■ **TASK REQUIREMENTS**:
Word for word, please restate the lines from the beginning of the data through the line in which "use flare_disclosure::config::DisclosureConfig;" appears.

■ **SOURCE INFORMATION**:

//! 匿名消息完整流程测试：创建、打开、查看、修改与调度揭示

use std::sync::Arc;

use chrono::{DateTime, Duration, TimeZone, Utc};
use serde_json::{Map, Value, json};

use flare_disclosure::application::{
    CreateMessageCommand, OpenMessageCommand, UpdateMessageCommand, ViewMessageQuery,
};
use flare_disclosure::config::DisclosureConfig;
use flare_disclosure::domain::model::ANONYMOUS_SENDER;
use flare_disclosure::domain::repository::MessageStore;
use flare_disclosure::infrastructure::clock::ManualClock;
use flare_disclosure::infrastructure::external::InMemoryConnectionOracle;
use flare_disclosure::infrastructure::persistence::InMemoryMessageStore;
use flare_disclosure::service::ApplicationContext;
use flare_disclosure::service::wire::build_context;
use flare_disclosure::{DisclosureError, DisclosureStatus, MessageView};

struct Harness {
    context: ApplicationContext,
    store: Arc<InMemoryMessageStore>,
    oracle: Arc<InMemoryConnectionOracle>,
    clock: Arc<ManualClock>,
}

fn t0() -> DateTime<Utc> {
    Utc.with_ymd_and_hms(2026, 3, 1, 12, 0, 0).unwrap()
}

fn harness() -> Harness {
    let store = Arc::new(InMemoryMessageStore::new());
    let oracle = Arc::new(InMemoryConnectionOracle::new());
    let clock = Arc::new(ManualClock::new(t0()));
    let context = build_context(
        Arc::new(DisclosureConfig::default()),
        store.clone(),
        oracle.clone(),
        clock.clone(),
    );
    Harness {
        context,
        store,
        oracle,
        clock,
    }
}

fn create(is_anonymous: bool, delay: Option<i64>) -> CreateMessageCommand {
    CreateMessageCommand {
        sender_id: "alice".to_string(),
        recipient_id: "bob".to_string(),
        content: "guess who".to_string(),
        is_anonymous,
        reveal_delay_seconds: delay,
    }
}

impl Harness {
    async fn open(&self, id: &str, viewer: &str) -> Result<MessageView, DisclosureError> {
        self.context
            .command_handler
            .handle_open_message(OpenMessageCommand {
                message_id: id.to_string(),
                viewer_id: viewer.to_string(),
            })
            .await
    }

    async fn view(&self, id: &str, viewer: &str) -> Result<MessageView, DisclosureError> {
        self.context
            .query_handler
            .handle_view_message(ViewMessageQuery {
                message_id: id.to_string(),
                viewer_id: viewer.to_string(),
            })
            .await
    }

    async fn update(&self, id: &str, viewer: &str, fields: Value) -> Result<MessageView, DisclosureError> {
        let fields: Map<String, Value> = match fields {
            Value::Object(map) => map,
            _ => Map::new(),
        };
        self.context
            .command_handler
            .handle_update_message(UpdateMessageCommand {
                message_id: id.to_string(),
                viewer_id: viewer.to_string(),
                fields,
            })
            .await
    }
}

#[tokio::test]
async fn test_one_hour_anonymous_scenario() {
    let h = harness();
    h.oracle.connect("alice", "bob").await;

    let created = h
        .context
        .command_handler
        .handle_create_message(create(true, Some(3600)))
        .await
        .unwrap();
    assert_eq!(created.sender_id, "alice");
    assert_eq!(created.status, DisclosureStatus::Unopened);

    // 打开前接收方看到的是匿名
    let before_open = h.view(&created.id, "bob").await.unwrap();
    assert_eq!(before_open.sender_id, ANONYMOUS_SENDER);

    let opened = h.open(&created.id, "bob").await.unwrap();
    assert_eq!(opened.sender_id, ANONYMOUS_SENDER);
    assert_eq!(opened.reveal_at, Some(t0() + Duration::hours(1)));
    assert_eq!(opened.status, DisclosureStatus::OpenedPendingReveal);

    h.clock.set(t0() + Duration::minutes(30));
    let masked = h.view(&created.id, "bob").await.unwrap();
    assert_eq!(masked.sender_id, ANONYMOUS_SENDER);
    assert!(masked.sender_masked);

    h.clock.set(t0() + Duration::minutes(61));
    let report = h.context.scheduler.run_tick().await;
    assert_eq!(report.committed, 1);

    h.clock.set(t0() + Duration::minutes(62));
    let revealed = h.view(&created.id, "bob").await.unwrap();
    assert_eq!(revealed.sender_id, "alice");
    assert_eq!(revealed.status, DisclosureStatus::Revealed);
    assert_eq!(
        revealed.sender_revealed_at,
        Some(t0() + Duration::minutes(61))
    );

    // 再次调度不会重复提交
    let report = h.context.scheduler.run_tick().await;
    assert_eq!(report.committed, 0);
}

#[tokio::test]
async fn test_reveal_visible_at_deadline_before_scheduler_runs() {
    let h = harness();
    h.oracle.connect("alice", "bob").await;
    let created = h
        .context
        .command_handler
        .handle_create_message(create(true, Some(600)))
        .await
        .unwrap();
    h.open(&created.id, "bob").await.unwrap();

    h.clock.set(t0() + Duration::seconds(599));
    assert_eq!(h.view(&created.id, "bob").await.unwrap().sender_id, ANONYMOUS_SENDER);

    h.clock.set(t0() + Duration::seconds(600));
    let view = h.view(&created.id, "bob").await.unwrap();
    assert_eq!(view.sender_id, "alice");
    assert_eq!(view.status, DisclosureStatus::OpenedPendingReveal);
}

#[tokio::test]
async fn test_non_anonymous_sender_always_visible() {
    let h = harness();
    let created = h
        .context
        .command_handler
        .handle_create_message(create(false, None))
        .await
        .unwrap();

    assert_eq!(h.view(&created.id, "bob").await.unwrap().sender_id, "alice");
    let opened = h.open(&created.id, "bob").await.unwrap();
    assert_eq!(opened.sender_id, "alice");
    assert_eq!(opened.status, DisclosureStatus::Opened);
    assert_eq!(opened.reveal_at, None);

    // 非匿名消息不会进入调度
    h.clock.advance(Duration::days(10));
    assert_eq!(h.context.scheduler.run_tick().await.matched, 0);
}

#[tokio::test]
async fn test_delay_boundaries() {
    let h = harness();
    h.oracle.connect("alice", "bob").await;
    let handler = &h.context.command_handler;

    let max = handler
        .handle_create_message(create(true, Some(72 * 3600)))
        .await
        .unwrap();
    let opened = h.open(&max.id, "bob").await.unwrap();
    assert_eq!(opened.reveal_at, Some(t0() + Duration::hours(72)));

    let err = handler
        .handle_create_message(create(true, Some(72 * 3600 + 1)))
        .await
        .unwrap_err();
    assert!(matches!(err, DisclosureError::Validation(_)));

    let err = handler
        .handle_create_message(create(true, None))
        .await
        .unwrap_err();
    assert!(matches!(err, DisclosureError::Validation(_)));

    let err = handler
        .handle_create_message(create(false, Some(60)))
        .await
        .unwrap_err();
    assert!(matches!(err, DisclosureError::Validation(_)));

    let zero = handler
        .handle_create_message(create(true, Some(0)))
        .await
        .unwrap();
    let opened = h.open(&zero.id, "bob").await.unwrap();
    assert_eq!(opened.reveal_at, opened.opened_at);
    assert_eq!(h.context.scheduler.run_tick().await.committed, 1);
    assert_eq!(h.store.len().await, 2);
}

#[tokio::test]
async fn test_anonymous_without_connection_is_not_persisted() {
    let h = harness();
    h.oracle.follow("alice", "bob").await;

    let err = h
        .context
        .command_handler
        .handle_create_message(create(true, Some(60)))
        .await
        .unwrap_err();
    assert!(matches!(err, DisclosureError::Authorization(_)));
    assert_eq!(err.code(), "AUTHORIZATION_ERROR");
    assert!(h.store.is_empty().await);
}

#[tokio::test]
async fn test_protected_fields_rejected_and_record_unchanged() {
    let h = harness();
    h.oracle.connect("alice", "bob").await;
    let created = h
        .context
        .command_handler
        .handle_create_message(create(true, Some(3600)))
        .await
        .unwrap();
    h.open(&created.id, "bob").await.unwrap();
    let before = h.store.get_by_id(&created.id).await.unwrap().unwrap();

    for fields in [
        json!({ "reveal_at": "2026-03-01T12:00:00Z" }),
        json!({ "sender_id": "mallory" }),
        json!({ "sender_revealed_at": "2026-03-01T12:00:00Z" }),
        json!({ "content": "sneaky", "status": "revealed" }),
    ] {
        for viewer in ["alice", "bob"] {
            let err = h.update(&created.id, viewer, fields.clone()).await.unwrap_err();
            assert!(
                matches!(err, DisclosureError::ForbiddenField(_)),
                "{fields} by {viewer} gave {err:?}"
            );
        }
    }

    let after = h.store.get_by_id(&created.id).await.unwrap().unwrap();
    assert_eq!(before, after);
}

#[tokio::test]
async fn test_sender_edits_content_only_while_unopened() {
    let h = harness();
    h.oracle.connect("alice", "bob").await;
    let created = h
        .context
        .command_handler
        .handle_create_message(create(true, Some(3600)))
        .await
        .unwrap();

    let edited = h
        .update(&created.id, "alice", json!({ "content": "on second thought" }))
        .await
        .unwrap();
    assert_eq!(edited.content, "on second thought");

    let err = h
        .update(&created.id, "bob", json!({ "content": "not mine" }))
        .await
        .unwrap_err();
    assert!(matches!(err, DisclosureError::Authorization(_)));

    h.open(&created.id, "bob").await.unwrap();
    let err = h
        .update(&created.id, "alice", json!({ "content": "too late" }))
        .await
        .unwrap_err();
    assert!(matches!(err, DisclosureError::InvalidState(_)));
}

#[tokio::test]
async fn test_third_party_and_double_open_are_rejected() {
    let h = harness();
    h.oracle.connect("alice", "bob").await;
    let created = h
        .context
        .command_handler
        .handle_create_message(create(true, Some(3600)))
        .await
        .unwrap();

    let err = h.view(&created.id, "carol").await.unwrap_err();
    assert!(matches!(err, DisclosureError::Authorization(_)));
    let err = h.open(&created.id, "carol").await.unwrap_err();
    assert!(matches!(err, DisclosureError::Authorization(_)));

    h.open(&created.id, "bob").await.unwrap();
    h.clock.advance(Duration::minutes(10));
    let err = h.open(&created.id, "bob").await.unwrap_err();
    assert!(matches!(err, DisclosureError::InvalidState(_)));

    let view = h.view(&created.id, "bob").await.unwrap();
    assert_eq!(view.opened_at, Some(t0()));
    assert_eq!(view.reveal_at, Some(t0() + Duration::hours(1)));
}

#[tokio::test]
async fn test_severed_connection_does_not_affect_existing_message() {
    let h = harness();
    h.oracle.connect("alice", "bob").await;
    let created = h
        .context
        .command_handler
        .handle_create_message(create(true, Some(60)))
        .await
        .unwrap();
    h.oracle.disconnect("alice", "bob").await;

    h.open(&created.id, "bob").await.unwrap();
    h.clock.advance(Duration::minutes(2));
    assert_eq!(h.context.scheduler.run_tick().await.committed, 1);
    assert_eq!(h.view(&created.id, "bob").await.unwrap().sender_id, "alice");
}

■ **RESULT FOR THIS EXERCISE**:
//! 匿名消息完整流程测试：创建、打开、查看、修改与调度揭示

use std::sync::Arc;

use chrono::{DateTime, Duration, TimeZone, Utc};
use serde_json::{Map, Value, json};

use flare_disclosure::application::{
    CreateMessageCommand, OpenMessageCommand, UpdateMessageCommand, ViewMessageQuery,
};
use flare_disclosure::config::DisclosureConfig;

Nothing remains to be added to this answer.